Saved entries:
Start of Block

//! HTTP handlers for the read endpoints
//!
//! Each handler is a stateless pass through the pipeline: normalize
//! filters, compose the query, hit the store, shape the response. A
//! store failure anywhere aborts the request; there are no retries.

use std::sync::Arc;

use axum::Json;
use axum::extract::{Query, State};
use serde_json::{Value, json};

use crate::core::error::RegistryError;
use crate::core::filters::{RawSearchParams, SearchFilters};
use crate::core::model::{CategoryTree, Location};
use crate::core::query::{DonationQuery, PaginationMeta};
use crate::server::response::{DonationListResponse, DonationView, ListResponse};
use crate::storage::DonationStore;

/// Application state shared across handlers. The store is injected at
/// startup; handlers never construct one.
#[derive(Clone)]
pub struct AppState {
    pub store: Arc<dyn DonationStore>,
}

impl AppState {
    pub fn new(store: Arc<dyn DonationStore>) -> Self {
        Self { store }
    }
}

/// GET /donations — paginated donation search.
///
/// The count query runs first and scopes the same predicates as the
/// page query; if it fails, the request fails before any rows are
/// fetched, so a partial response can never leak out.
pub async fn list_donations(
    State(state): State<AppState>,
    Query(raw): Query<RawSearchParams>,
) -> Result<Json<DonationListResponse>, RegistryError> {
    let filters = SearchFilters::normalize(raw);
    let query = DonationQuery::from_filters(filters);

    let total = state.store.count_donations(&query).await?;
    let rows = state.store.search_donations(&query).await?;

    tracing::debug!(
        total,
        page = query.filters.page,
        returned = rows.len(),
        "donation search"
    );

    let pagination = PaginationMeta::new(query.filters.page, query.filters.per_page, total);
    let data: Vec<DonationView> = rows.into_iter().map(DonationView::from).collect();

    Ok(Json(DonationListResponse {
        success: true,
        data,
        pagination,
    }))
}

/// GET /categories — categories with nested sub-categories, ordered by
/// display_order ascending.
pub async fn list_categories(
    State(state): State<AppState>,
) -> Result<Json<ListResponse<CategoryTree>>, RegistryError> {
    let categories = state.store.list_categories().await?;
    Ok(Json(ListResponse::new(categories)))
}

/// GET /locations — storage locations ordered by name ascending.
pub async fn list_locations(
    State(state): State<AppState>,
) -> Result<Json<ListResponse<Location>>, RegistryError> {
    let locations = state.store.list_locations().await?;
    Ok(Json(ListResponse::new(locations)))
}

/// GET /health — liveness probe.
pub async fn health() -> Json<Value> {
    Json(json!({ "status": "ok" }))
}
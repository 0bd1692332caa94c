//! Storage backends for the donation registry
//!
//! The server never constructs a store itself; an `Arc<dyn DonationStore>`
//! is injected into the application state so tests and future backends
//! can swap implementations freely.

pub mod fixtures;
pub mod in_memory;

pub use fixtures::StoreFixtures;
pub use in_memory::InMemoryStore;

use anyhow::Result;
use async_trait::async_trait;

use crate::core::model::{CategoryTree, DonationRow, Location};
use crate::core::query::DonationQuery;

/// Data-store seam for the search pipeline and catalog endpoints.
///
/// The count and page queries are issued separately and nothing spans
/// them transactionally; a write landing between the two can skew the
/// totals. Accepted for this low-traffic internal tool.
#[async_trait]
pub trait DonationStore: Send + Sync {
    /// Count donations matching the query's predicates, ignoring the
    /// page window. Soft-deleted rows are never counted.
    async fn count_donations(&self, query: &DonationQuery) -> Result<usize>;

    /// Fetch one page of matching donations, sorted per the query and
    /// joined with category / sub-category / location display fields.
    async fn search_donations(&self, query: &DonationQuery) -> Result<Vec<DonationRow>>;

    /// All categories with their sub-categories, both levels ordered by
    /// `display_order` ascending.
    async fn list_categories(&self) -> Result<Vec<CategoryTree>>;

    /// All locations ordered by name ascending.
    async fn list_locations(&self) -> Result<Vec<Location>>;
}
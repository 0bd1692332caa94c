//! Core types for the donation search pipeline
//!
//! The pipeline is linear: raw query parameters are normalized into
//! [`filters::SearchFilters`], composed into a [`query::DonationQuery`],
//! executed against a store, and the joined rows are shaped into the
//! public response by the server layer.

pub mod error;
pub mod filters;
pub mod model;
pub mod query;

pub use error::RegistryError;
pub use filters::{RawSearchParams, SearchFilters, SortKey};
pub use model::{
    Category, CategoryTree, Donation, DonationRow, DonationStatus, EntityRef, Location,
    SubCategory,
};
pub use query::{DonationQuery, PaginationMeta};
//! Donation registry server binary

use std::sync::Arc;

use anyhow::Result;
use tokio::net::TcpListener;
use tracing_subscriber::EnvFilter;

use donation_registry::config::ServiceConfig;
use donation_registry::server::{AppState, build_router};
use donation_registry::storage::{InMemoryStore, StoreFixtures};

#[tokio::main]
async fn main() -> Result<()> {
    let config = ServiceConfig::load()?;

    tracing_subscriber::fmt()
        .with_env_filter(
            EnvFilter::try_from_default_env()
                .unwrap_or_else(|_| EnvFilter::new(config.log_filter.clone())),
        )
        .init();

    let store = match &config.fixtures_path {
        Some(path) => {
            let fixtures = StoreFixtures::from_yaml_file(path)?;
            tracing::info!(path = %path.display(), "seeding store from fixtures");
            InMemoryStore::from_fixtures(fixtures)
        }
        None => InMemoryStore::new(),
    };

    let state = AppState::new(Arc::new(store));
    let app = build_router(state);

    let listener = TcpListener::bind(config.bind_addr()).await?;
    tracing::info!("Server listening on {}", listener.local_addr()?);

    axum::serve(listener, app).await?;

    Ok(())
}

End of Block

- **HOW TO COMPLETE THIS TASK**:
Find the word "config" in the records and pull out each line that has it.

- **WRITTEN SOLUTION**:
use donation_registry::config::ServiceConfig;
    let config = ServiceConfig::load()?;
                .unwrap_or_else(|_| EnvFilter::new(config.log_filter.clone())),
    let store = match &config.fixtures_path {
    let listener = TcpListener::bind(config.bind_addr()).await?;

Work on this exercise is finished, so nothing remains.